> _What the task asks_: Repeat the stretch of entries below from the line with "let cells = (0..width)" through the line with "csv_writer.flush()?;". Include both ends and add nothing.

Extracted data entries:
______

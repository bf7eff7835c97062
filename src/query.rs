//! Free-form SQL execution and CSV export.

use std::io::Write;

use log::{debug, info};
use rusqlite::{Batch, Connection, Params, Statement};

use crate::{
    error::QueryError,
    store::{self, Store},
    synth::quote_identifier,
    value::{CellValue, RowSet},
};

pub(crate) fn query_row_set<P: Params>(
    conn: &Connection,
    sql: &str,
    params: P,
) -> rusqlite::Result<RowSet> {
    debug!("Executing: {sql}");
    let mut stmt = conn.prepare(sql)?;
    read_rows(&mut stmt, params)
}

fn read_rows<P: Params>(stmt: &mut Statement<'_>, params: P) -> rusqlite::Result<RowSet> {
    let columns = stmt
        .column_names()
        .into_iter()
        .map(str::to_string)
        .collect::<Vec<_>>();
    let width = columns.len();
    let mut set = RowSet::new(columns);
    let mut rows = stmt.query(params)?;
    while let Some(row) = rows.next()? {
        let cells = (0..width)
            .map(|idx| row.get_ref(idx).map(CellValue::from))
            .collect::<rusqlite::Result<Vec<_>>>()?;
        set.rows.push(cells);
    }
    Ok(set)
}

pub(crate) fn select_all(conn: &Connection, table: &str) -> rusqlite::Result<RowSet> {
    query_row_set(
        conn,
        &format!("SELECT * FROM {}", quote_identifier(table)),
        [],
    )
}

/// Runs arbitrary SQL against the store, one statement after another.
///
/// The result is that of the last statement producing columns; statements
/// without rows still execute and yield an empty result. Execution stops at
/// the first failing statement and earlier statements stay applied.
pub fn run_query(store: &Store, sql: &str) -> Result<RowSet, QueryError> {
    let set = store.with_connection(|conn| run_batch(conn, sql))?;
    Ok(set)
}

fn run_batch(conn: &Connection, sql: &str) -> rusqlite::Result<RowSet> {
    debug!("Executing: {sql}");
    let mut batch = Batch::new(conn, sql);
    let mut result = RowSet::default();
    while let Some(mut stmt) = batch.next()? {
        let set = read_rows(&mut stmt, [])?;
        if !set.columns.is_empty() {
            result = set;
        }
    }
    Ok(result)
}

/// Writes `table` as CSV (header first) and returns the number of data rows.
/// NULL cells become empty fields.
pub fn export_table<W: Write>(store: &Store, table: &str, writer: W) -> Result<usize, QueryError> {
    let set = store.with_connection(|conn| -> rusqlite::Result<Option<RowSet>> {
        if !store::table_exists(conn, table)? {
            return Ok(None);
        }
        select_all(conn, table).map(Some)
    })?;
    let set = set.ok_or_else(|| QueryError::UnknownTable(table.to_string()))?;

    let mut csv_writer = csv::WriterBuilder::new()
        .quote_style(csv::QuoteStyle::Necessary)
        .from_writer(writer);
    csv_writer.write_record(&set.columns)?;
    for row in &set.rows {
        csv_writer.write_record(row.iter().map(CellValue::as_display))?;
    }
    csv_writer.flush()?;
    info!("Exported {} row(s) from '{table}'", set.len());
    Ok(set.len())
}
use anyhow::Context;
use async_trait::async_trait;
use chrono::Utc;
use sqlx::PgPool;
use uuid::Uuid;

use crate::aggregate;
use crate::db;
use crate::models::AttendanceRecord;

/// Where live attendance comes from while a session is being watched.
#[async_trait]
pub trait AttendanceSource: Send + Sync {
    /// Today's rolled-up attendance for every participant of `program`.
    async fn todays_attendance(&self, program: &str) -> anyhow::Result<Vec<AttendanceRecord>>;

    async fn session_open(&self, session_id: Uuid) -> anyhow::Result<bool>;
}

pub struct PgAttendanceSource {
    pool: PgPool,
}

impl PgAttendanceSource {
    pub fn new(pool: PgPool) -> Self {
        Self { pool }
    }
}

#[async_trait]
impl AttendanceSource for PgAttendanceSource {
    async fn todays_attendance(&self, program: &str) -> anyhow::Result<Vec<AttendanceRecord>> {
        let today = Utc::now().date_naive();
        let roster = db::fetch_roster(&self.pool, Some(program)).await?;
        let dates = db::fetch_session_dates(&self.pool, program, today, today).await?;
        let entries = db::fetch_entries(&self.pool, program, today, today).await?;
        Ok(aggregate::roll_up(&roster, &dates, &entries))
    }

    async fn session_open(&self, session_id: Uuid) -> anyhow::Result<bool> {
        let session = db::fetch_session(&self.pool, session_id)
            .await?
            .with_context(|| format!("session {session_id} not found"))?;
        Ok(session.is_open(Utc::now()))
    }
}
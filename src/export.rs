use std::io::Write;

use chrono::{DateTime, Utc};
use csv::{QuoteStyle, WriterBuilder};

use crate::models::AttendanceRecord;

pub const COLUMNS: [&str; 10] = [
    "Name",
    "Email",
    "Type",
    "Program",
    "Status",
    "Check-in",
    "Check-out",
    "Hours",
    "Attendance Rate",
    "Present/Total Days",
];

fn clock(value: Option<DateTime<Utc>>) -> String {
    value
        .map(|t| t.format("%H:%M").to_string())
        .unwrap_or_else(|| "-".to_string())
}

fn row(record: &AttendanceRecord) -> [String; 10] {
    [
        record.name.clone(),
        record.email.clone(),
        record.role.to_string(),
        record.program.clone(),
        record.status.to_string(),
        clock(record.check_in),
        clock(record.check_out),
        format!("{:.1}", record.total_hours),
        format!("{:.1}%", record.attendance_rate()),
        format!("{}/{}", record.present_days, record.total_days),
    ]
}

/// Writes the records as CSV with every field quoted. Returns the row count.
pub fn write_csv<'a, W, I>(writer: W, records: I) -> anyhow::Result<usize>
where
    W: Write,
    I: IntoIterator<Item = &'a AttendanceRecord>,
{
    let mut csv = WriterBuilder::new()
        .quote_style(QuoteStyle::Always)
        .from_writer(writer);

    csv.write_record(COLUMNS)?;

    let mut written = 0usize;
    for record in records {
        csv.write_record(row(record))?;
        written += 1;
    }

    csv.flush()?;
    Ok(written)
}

______

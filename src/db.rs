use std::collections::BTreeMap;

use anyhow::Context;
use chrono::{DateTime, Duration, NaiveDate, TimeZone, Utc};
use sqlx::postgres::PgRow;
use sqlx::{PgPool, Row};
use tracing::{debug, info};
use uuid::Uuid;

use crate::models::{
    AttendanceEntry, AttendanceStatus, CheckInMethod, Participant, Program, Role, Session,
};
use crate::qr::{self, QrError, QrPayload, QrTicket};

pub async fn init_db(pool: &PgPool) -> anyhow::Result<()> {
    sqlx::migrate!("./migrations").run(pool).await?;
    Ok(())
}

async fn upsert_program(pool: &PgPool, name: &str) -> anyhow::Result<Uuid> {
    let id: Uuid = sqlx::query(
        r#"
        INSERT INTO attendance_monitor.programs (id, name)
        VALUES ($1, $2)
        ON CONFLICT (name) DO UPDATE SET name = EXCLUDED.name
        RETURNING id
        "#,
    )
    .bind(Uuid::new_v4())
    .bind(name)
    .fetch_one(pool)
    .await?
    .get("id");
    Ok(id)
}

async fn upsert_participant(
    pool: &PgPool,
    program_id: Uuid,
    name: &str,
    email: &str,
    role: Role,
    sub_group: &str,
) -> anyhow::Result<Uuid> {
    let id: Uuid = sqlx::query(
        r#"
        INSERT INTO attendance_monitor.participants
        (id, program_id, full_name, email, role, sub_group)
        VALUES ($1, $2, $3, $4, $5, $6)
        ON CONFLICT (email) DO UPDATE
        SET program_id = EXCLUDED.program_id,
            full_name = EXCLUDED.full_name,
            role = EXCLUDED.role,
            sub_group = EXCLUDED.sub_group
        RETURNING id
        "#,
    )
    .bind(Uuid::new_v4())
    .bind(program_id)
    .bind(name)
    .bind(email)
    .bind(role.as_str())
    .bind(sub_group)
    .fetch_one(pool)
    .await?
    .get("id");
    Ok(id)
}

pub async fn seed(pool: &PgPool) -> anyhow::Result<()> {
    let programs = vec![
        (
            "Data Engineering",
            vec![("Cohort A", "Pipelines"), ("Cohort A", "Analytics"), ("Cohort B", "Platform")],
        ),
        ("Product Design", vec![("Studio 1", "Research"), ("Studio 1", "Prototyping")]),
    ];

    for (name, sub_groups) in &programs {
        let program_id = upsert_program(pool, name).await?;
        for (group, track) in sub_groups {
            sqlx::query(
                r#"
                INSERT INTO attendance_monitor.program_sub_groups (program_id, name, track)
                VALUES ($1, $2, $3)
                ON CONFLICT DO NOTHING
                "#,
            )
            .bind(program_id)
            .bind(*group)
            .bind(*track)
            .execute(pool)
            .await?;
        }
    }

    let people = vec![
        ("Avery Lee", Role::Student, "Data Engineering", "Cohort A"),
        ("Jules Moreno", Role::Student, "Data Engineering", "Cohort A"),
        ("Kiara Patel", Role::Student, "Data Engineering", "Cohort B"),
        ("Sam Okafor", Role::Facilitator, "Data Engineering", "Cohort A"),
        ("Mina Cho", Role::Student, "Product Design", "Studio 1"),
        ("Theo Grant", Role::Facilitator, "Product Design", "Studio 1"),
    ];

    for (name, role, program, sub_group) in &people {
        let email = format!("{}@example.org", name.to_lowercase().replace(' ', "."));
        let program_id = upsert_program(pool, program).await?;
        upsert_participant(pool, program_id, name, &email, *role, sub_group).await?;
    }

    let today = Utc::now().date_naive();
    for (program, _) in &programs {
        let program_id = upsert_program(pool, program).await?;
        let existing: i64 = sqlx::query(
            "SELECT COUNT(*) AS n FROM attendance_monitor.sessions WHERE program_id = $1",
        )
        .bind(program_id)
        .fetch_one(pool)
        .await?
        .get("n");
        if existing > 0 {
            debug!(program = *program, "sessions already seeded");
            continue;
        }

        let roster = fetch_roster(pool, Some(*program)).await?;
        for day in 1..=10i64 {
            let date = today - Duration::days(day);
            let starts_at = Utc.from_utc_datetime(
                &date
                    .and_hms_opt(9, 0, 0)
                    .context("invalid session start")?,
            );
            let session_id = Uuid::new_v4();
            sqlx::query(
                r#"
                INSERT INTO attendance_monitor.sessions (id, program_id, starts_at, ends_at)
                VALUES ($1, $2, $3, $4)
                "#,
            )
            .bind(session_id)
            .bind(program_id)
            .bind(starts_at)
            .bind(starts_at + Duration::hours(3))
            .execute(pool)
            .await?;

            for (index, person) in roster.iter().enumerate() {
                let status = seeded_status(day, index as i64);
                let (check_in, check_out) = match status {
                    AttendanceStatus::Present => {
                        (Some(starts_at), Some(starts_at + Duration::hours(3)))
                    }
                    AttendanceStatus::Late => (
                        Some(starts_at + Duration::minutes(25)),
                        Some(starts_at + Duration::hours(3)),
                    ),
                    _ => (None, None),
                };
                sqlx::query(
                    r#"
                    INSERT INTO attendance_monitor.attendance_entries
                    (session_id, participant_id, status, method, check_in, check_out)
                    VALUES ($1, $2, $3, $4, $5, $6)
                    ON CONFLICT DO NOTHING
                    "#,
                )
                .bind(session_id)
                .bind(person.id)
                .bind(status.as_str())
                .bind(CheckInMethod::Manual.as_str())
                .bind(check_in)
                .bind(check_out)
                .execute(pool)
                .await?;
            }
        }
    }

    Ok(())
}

______

> _Reply_:
        let cells = (0..width)
            .map(|idx| row.get_ref(idx).map(CellValue::from))
            .collect::<rusqlite::Result<Vec<_>>>()?;
        set.rows.push(cells);
    }
    Ok(set)
}

pub(crate) fn select_all(conn: &Connection, table: &str) -> rusqlite::Result<RowSet> {
    query_row_set(
        conn,
        &format!("SELECT * FROM {}", quote_identifier(table)),
        [],
    )
}

/// Runs arbitrary SQL against the store, one statement after another.
///
/// The result is that of the last statement producing columns; statements
/// without rows still execute and yield an empty result. Execution stops at
/// the first failing statement and earlier statements stay applied.
pub fn run_query(store: &Store, sql: &str) -> Result<RowSet, QueryError> {
    let set = store.with_connection(|conn| run_batch(conn, sql))?;
    Ok(set)
}

fn run_batch(conn: &Connection, sql: &str) -> rusqlite::Result<RowSet> {
    debug!("Executing: {sql}");
    let mut batch = Batch::new(conn, sql);
    let mut result = RowSet::default();
    while let Some(mut stmt) = batch.next()? {
        let set = read_rows(&mut stmt, [])?;
        if !set.columns.is_empty() {
            result = set;
        }
    }
    Ok(result)
}

/// Writes `table` as CSV (header first) and returns the number of data rows.
/// NULL cells become empty fields.
pub fn export_table<W: Write>(store: &Store, table: &str, writer: W) -> Result<usize, QueryError> {
    let set = store.with_connection(|conn| -> rusqlite::Result<Option<RowSet>> {
        if !store::table_exists(conn, table)? {
            return Ok(None);
        }
        select_all(conn, table).map(Some)
    })?;
    let set = set.ok_or_else(|| QueryError::UnknownTable(table.to_string()))?;

    let mut csv_writer = csv::WriterBuilder::new()
        .quote_style(csv::QuoteStyle::Necessary)
        .from_writer(writer);
    csv_writer.write_record(&set.columns)?;
    for row in &set.rows {
        csv_writer.write_record(row.iter().map(CellValue::as_display))?;
    }
    csv_writer.flush()?;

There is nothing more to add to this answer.